“I’ll get Izzy to take me out to supper and to a show.”
“Get on your things, I say, Renie. I’ll call Lizzie up-stairs too; we don’t need no wash-day, with company for supper. Honest, excited like a chicken I get. Hurry, Renie!”
Miss Shongut stood quiescent, however, gazing through the lace curtains at the sun-lashed terrace, still soft from the ravages of winter and only faintly green. A flush spread to the tips of her delicate ears.
“Izzy’s got to take me out to supper and a show. I won’t stay home.”
“Renie, you lost your mind? You! A young man like Max Hochenheimer begins to pay you attentions in earnest—a man that could have any girl in this town he snaps his finger for—a young man what your stuck-up cousins over on Kingston would grab at! You—you—Ach, to a man like Max Hochenheimer, of Cincinnati, she wants to say she ain’t home yet!”
“Him! An old fatty like him! Izzy calls him Old Squash! Izzy says he’s the only live Cartoon in captivity.”
“Izzy—always Izzy! Believe me, your brother could do better than layin’ in bed at eight o’clock in the morning, to copy after Max Hochenheimer.”
“Always running down Izzy! Money ain’t everything. I—I like other things in a man besides money—always money.”
“Believe me, he has plenty besides money, has Max Hochenheimer. He ’ain’t got no time maybe for silk socks and pressed pants, but for a fine good man your papa says he ’ain’t got no equal. Your brother Izzy, I tell you, could do well to mock after Max Hochenheimer—a man what made hisself; a man what built up for hisself in Cincinnati a business in country sausages that is known all over the world.”
“Country sausages!”
“No; he ’ain’t got no time for rhymes like that long-haired Sollie Spitz, that ain’t worth his house-room and sits until by the nightshirt I got to hold papa back from going out and telling him we ’ain’t got no hotel! Max Hochenheimer is a man what’s in a legitimate business.”
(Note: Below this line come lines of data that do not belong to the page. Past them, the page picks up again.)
fn image_from_row(row: &sqlx::sqlite::SqliteRow) -> ProjectImage {
    ProjectImage {
        id: row.get("id"),
        project_id: row.get("project_id"),
        image_url: row.get("image_url"),
        alt_text: row.get("alt_text"),
        sort_order: row.get("sort_order"),
        created_at: row.get("created_at"),
    }
}

fn team_member_from_row(row: &sqlx::sqlite::SqliteRow) -> TeamMember {
    let active: i32 = row.get("active");
    TeamMember {
        id: row.get("id"),
        name: row.get("name"),
        position: row.get("position"),
        bio: row.get("bio"),
        image_url: row.get("image_url"),
        email: row.get("email"),
        linkedin_url: row.get("linkedin_url"),
        sort_order: row.get("sort_order"),
        active: active != 0,
        created_at: row.get("created_at"),
        updated_at: row.get("updated_at"),
    }
}

fn testimonial_from_row(row: &sqlx::sqlite::SqliteRow) -> Testimonial {
    let active: i32 = row.get("active");
    Testimonial {
        id: row.get("id"),
        client_name: row.get("client_name"),
        client_position: row.get("client_position"),
        testimonial_text: row.get("testimonial_text"),
        rating: row.get("rating"),
        project_id: row.get("project_id"),
        active: active != 0,
        created_at: row.get("created_at"),
        updated_at: row.get("updated_at"),
    }
}

fn admin_user_from_row(row: &sqlx::sqlite::SqliteRow) -> AdminUser {
    let active: i32 = row.get("active");
    let role: String = row.get("role");
    let permissions: String = row.get("permissions");
    AdminUser {
        id: row.get("id"),
        username: row.get("username"),
        password_hash: row.get("password_hash"),
        // Unknown roles get the read-only role.
        role: Role::parse(&role).unwrap_or(Role::Admin),
        permissions: parse_permissions(&permissions),
        active: active != 0,
        created_at: row.get("created_at"),
        updated_at: row.get("updated_at"),
        last_login: row.get("last_login"),
    }
}

fn parse_permissions(s: &str) -> BTreeMap<String, bool> {
    serde_json::from_str(s).unwrap_or_default()
}

/// Forms send an empty string for "no project"; store that as NULL.
fn normalize_optional(value: &Option<String>) -> Option<String> {
    value
        .as_deref()
        .map(str::trim)
        .filter(|s| !s.is_empty())
        .map(str::to_string)
}

#[cfg(test)]
mod tests {
    use super::*;
    use crate::db::init_database;
    use tempfile::TempDir;

    async fn repo() -> (Repository, TempDir) {
        let temp_dir = TempDir::new().expect("Failed to create temp dir");
        let pool = init_database(&temp_dir.path().join("test.sqlite"))
            .await
            .expect("Failed to init DB");
        (Repository::new(pool), temp_dir)
    }

    fn fields(title: &str, category: ProjectCategory) -> ProjectFields {
        ProjectFields {
            title: title.to_string(),
            category,
            location: "Lisbon".to_string(),
            year: "2023".to_string(),
            description: "Short".to_string(),
            details: "Long".to_string(),
            client: "Client".to_string(),
            area: "120 m2".to_string(),
            duration: "6 months".to_string(),
            featured: false,
            main_image: "https://cdn.example/main.jpg".to_string(),
        }
    }

    #[tokio::test]
    async fn test_project_images_are_embedded_in_order() {
        let (repo, _dir) = repo().await;
        let project = repo
            .create_project(&fields("Loft", ProjectCategory::Residential))
            .await
            .unwrap();

        for (url, order) in [("b.jpg", 2), ("a.jpg", 1)] {
            repo.create_project_image(&NewProjectImage {
                project_id: project.id.clone(),
                image_url: url.to_string(),
                alt_text: None,
                sort_order: order,
            })
            .await
            .unwrap();
        }

        let loaded = repo.get_project(&project.id).await.unwrap().unwrap();
        let urls: Vec<_> = loaded.project_images.iter().map(|i| i.image_url.as_str()).collect();
        assert_eq!(urls, vec!["a.jpg", "b.jpg"]);

        let listed = repo.list_projects().await.unwrap();
        assert_eq!(listed.len(), 1);
        assert_eq!(listed[0].project_images.len(), 2);
    }

    #[tokio::test]
    async fn test_delete_project_cascades_to_images() {
        let (repo, _dir) = repo().await;
        let project = repo
            .create_project(&fields("Cafe", ProjectCategory::Hospitality))
            .await
            .unwrap();
        repo.create_project_image(&NewProjectImage {
            project_id: project.id.clone(),
            image_url: "x.jpg".to_string(),
            alt_text: Some("Cafe - Image 2".to_string()),
            sort_order: 1,
        })
        .await
        .unwrap();

        repo.delete_project(&project.id).await.unwrap();
        assert!(repo.list_project_images(&project.id).await.unwrap().is_empty());
        assert_eq!(
            repo.delete_project(&project.id).await,
            Err(AppError::NotFound(format!("Project {} not found", project.id)))
        );
    }

    #[tokio::test]
    async fn test_deleting_missing_image_row_succeeds() {
        let (repo, _dir) = repo().await;
        let project = repo
            .create_project(&fields("Studio", ProjectCategory::Commercial))
            .await
            .unwrap();
        let image = repo
            .create_project_image(&NewProjectImage {
                project_id: project.id.clone(),
                image_url: "y.jpg".to_string(),
                alt_text: None,
                sort_order: 1,
            })
            .await
            .unwrap();

        repo.delete_project_image(&image.id).await.unwrap();
        repo.delete_project_image(&image.id).await.unwrap();
        assert!(repo.list_project_images(&project.id).await.unwrap().is_empty());
    }

    #[tokio::test]
    async fn test_featured_and_active_filters() {
        let (repo, _dir) = repo().await;
        let mut featured = fields("Tower", ProjectCategory::Commercial);
        featured.featured = true;
        repo.create_project(&featured).await.unwrap();
        repo.create_project(&fields("Shed", ProjectCategory::Residential))
            .await
            .unwrap();

        let listed = repo.list_featured_projects().await.unwrap();
        assert_eq!(listed.len(), 1);
        assert_eq!(listed[0].title, "Tower");

        let hidden = TeamMemberFields {
            name: "Hidden".to_string(),
            position: "Intern".to_string(),
            image_url: "h.jpg".to_string(),
            active: false,
            ..Default::default()
        };
        let shown = TeamMemberFields {
            name: "Shown".to_string(),
            position: "Architect".to_string(),
            image_url: "s.jpg".to_string(),
            ..Default::default()
        };
        repo.create_team_member(&hidden).await.unwrap();
        repo.create_team_member(&shown).await.unwrap();

        assert_eq!(repo.list_team_members().await.unwrap().len(), 2);
        let public = repo.list_active_team_members().await.unwrap();
        assert_eq!(public.len(), 1);
        assert_eq!(public[0].name, "Shown");
    }

    #[tokio::test]
    async fn test_setting_upsert_overwrites() {
        let (repo, _dir) = repo().await;
        assert_eq!(repo.get_setting(SettingKey::HeroSlides).await.unwrap(), None);

        let first = SiteSetting::HeroSlides(vec![Default::default()]);
        repo.put_setting(&first).await.unwrap();
        let second = SiteSetting::HeroSlides(Vec::new());
        repo.put_setting(&second).await.unwrap();

        assert_eq!(
            repo.get_setting(SettingKey::HeroSlides).await.unwrap(),
            Some(second)
        );
    }

    #[tokio::test]
    async fn test_malformed_setting_is_rejected() {
        let (repo, _dir) = repo().await;
        sqlx::query(
            "INSERT INTO site_settings (setting_key, setting_value, updated_at) VALUES ('stats', '\"oops\"', 'now')",
        )
        .execute(&repo.pool)
        .await
        .unwrap();

        assert!(matches!(
            repo.get_setting(SettingKey::Stats).await,
            Err(AppError::Validation(_))
        ));
    }

    #[tokio::test]
    async fn test_authenticate_records_last_login() {
        let (repo, _dir) = repo().await;
        let user = repo
            .create_admin_user(&CreateAdminUserRequest {
                username: "editor".to_string(),
                password: "s3cret".to_string(),
                role: Role::SuperAdmin,
                permissions: BTreeMap::new(),
                active: true,
            })
            .await
            .unwrap();
        assert_ne!(user.password_hash, "s3cret");

        assert!(repo.authenticate("editor", "wrong").await.unwrap().is_none());
        assert!(repo.authenticate("nobody", "s3cret").await.unwrap().is_none());

        let logged_in = repo.authenticate("editor", "s3cret").await.unwrap().unwrap();
        assert_eq!(logged_in.role, Role::SuperAdmin);
        assert!(logged_in.last_login.is_some());

        repo.update_admin_user(
            &user.id,
            &UpdateAdminUserRequest {
                active: Some(false),
                ..Default::default()
            },
        )
        .await
        .unwrap();
        assert!(repo.authenticate("editor", "s3cret").await.unwrap().is_none());
    }

    #[tokio::test]
    async fn test_password_change_rehashes() {
        let (repo, _dir) = repo().await;
        let user = repo
            .create_admin_user(&CreateAdminUserRequest {
                username: "editor".to_string(),
                password: "old-pass".to_string(),
                role: Role::Admin,
                permissions: BTreeMap::new(),
                active: true,
            })
            .await
            .unwrap();
        assert!(user.password_hash.starts_with("$argon2id$"));

        let updated = repo
            .update_admin_user(
                &user.id,
                &UpdateAdminUserRequest {
                    password: Some("new-pass".to_string()),
                    ..Default::default()
                },
            )
            .await
            .unwrap();
        assert_ne!(updated.password_hash, user.password_hash);

        assert!(repo.authenticate("editor", "old-pass").await.unwrap().is_none());
        assert!(repo.authenticate("editor", "new-pass").await.unwrap().is_some());
    }

    #[tokio::test]
    async fn test_duplicate_username_is_conflict() {
        let (repo, _dir) = repo().await;
        let request = CreateAdminUserRequest {
            username: "dup".to_string(),
            password: "pw".to_string(),
            role: Role::Admin,
            permissions: BTreeMap::new(),
            active: true,
        };
        repo.create_admin_user(&request).await.unwrap();
        assert!(matches!(
            repo.create_admin_user(&request).await,
            Err(AppError::Conflict(_))
        ));
    }
}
“Please, mamma, keep quiet about him. I don’t care if he—”
“I tell you the poultry and the sausage business maybe ain’t up to your fine ideas; but believe me, the poultry business will keep you in shoes and stockings when in the poetry business you can go barefoot.”
“All right, mamma; I won’t argue.”
“Your papa has had enough business with Max Hochenheimer to know what kind of a man he is and what kind of a firm. Such a grand man to deal with, papa says. Plain as a old shoe—just like he was a salesman instead of the president of his firm. A poor boy he started, and now such a house they say he built for his mother in Avondale on the hill! Squashy! I only wish for a month our Izzy had his income.”
“I wouldn’t marry him if—”
“Don’t be so quick with yourself, missy. Just because he comes here on a day’s business and then comes out to supper with papa don’t mean so much.”